Think about this point: If Mr. Angelides had chaired an independent and unbiased financial crisis commission, why would he five years later still be calling for the heads of banking and Wall Street executives? Wouldn’t that ruin any claims you could make about being objective and independent? I think so. So why is he doing it?  I think it’s because the truth is emerging about his highly partisan committee and the real root-causes of the crisis, and the truth isn’t making him look very good. (I also think he might be looking for a job in a Clinton or Bernie administration.)

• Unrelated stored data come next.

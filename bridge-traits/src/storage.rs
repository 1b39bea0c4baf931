//! Storage Abstractions
//!
//! Provides platform-agnostic traits for key-value settings storage and for
//! the offline download area that holds fetched lesson files.

use async_trait::async_trait;

use crate::error::Result;

/// Key-value settings storage trait
///
/// Abstracts platform-specific preferences/settings storage:
/// - iOS: UserDefaults
/// - Android: SharedPreferences / DataStore
/// - Desktop: SQLite-backed key-value table
/// - Web: localStorage / IndexedDB
///
/// Values are plain strings; callers own the encoding of numbers.
///
/// # Example
///
/// ```ignore
/// use bridge_traits::storage::SettingsStore;
///
/// async fn remember_rate(store: &dyn SettingsStore) -> Result<()> {
///     store.set_string("audio_playback_speed", "1.5").await?;
///     Ok(())
/// }
/// ```
#[async_trait]
pub trait SettingsStore: Send + Sync {
    /// Store a string value, replacing any previous value for `key`
    async fn set_string(&self, key: &str, value: &str) -> Result<()>;

    /// Retrieve a string value
    ///
    /// Returns `Ok(None)` if the key doesn't exist.
    async fn get_string(&self, key: &str) -> Result<Option<String>>;

    /// Delete a setting. Deleting a missing key is not an error.
    async fn delete(&self, key: &str) -> Result<()>;

    /// Check if a setting exists
    async fn has_key(&self, key: &str) -> Result<bool> {
        Ok(self.get_string(key).await?.is_some())
    }

    /// List all setting keys
    async fn list_keys(&self) -> Result<Vec<String>>;
}

/// Offline download area trait
///
/// Abstracts the host's file download/cache SDK:
/// - iOS/Android: app document directory
/// - Desktop: `<data_dir>/files/`
/// - Web: a download registry kept in settings, files stay remote
///
/// Files are addressed by a logical filename chosen by the caller. The core
/// always derives that name from a stable track identifier, never from a
/// display name.
///
/// # Example
///
/// ```ignore
/// use bridge_traits::storage::DownloadStore;
///
/// async fn playable_uri(store: &dyn DownloadStore, remote: &str) -> Result<String> {
///     if store.exists("lesson-1.mp3").await? {
///         if let Some(local) = store.local_uri("lesson-1.mp3") {
///             return Ok(local);
///         }
///     }
///     Ok(remote.to_string())
/// }
/// ```
#[async_trait]
pub trait DownloadStore: Send + Sync {
    /// Check whether a local copy of `filename` exists
    async fn exists(&self, filename: &str) -> Result<bool>;

    /// Local URI the file has (or would have) once downloaded
    ///
    /// Returns `None` when the platform has no writable download area.
    fn local_uri(&self, filename: &str) -> Option<String>;

    /// Fetch `url` into the download area under `filename`
    ///
    /// Returns the local URI of the stored file.
    async fn download(&self, url: &str, filename: &str) -> Result<String>;

    /// Remove the local copy of `filename`. Removing a missing file is not an error.
    async fn remove(&self, filename: &str) -> Result<()>;
}
//! # Lesson Catalog
//!
//! Static, build-time list of playable items grouped into categories. The
//! catalog is read-only to the audio core; it only provides the fallback
//! queue and descriptors for offline lookups.

use serde::{Deserialize, Serialize};

use crate::error::Result;

/// Kind of media a descriptor points at.
#[derive(Debug, Clone, Copy, PartialEq, Eq, Hash, Serialize, Deserialize)]
#[serde(rename_all = "lowercase")]
pub enum MediaKind {
    Audio,
    /// PDF documents; never enter the playback queue.
    #[serde(rename = "pdf", alias = "document")]
    Document,
}

/// One playable or viewable item of the catalog.
#[derive(Debug, Clone, PartialEq, Eq, Serialize, Deserialize)]
pub struct TrackDescriptor {
    /// Unique within the catalog.
    pub id: String,
    /// Display name. May be non-ASCII and is not guaranteed unique.
    pub name: String,
    #[serde(rename = "type", alias = "media_kind")]
    pub media_kind: MediaKind,
    #[serde(rename = "url", alias = "remote_url")]
    pub remote_url: String,
    #[serde(
        rename = "extension",
        alias = "file_extension",
        default,
        skip_serializing_if = "Option::is_none"
    )]
    pub file_extension: Option<String>,
}

impl TrackDescriptor {
    pub fn audio(
        id: impl Into<String>,
        name: impl Into<String>,
        remote_url: impl Into<String>,
    ) -> Self {
        Self {
            id: id.into(),
            name: name.into(),
            media_kind: MediaKind::Audio,
            remote_url: remote_url.into(),
            file_extension: None,
        }
    }

    pub fn document(
        id: impl Into<String>,
        name: impl Into<String>,
        remote_url: impl Into<String>,
    ) -> Self {
        Self {
            id: id.into(),
            name: name.into(),
            media_kind: MediaKind::Document,
            remote_url: remote_url.into(),
            file_extension: Some("pdf".to_string()),
        }
    }

    pub fn with_extension(mut self, extension: impl Into<String>) -> Self {
        self.file_extension = Some(extension.into());
        self
    }

    pub fn is_audio(&self) -> bool {
        self.media_kind == MediaKind::Audio
    }
}

/// A named group of descriptors, e.g. one lesson series.
#[derive(Debug, Clone, PartialEq, Eq, Serialize, Deserialize)]
pub struct Category {
    pub id: String,
    pub title: String,
    #[serde(default, skip_serializing_if = "Option::is_none")]
    pub description: Option<String>,
    pub files: Vec<TrackDescriptor>,
}

impl Category {
    /// Audio descriptors of this category in catalog order.
    ///
    /// This is the queue a screen passes when the user starts a lesson.
    pub fn audio_queue(&self) -> Vec<TrackDescriptor> {
        self.files.iter().filter(|d| d.is_audio()).cloned().collect()
    }
}

/// The full catalog.
#[derive(Debug, Clone, Default, PartialEq, Eq, Serialize, Deserialize)]
#[serde(transparent)]
pub struct Catalog {
    categories: Vec<Category>,
}

impl Catalog {
    pub fn new(categories: Vec<Category>) -> Self {
        Self { categories }
    }

    /// Parse a catalog from a JSON array of categories.
    pub fn from_json(json: &str) -> Result<Self> {
        Ok(serde_json::from_str(json)?)
    }

    pub fn categories(&self) -> &[Category] {
        &self.categories
    }

    pub fn category(&self, id: &str) -> Option<&Category> {
        self.categories.iter().find(|c| c.id == id)
    }

    /// Look up a descriptor by id across all categories.
    pub fn find(&self, track_id: &str) -> Option<&TrackDescriptor> {
        self.categories
            .iter()
            .flat_map(|c| c.files.iter())
            .find(|d| d.id == track_id)
    }

    /// Every audio descriptor of the catalog, category by category.
    ///
    /// Used as the session queue when a caller supplies none.
    pub fn audio_tracks(&self) -> Vec<TrackDescriptor> {
        self.categories
            .iter()
            .flat_map(|c| c.files.iter())
            .filter(|d| d.is_audio())
            .cloned()
            .collect()
    }
}
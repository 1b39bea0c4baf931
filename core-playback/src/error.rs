//! # Playback Error Types
//!
//! Error types for the audio session core.

use bridge_traits::BridgeError;
use thiserror::Error;

/// Errors that can occur during playback operations.
#[derive(Error, Debug)]
pub enum PlaybackError {
    // ========================================================================
    // Engine Errors
    // ========================================================================
    /// The native engine failed to open or buffer a URI.
    #[error("Failed to load {uri}: {cause}")]
    Load { uri: String, cause: String },

    /// A control call (play, pause, seek, rate) failed on a live handle.
    #[error("Engine error: {0}")]
    Engine(String),

    /// Playback rate outside the allowed set.
    #[error("Invalid playback rate: {0} (allowed: 1.0, 1.25, 1.5, 1.75, 2.0)")]
    InvalidPlaybackRate(f32),

    // ========================================================================
    // Storage Errors
    // ========================================================================
    /// Key-value store read or write failed.
    ///
    /// Never escapes the position store; kept for logging.
    #[error("Persistence error: {0}")]
    Persistence(String),

    /// Fetching an offline copy failed.
    #[error("Download of {track_id} failed: {cause}")]
    Download { track_id: String, cause: String },

    // ========================================================================
    // Generic Errors
    // ========================================================================
    /// Invalid configuration value.
    #[error("Configuration error: {0}")]
    Config(String),

    /// Error reported by a host bridge.
    #[error("Bridge error: {0}")]
    Bridge(#[from] BridgeError),

    /// I/O error occurred.
    #[error("I/O error: {0}")]
    Io(#[from] std::io::Error),

    /// Catalog document could not be parsed.
    #[error("Catalog error: {0}")]
    Catalog(#[from] serde_json::Error),
}

impl PlaybackError {
    /// Returns `true` if the error should be shown to the user.
    pub fn is_user_visible(&self) -> bool {
        matches!(
            self,
            PlaybackError::Load { .. } | PlaybackError::Engine(_) | PlaybackError::Download { .. }
        )
    }

    /// Returns `true` if this error is transient and the operation can be retried.
    pub fn is_transient(&self) -> bool {
        matches!(
            self,
            PlaybackError::Load { .. }
                | PlaybackError::Download { .. }
                | PlaybackError::Persistence(_)
                | PlaybackError::Io(_)
        )
    }
}

/// Result type for playback operations.
pub type Result<T> = std::result::Result<T, PlaybackError>;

Read my two blog postings today, from two of Mr. Angelides fellow commissioners: Mr. Douglas Holtz-Eakin (April 27, 2016 – Statement 1165) and Mr. Peter J. Wallison (April 27, 2016 – Statement 1164). They both make clear that Mr. Angelides was a terrible and politically-biased Chairman and that the majority report was nothing more than a liberal Democrat-white wash. That’s why EVERY Republican (four of the ten commissioners) dissented to the majority report and why they wrote two dissenting and far more accurate reports on the crisis. Here is what Mr. Holtz-Eakin said about the FCIC Mr. Angelides chaired:

“After all, taken at face value, it (The Financial Crisis Inquiry Commission) utterly failed in its mission to provide the American public with a clear consensus explanation for what caused the crisis…The real agenda was to deal with the politics of the financial crisis. The Democrats wanted the narrative for the cause of the financial crisis to be that greedy bankers rigged the game in Washington and imposed this crisis on the American people for their own benefit. It remains the prevailing view to this day. It is completely wrong, but it still has a phenomenal amount of resonance with the American people.”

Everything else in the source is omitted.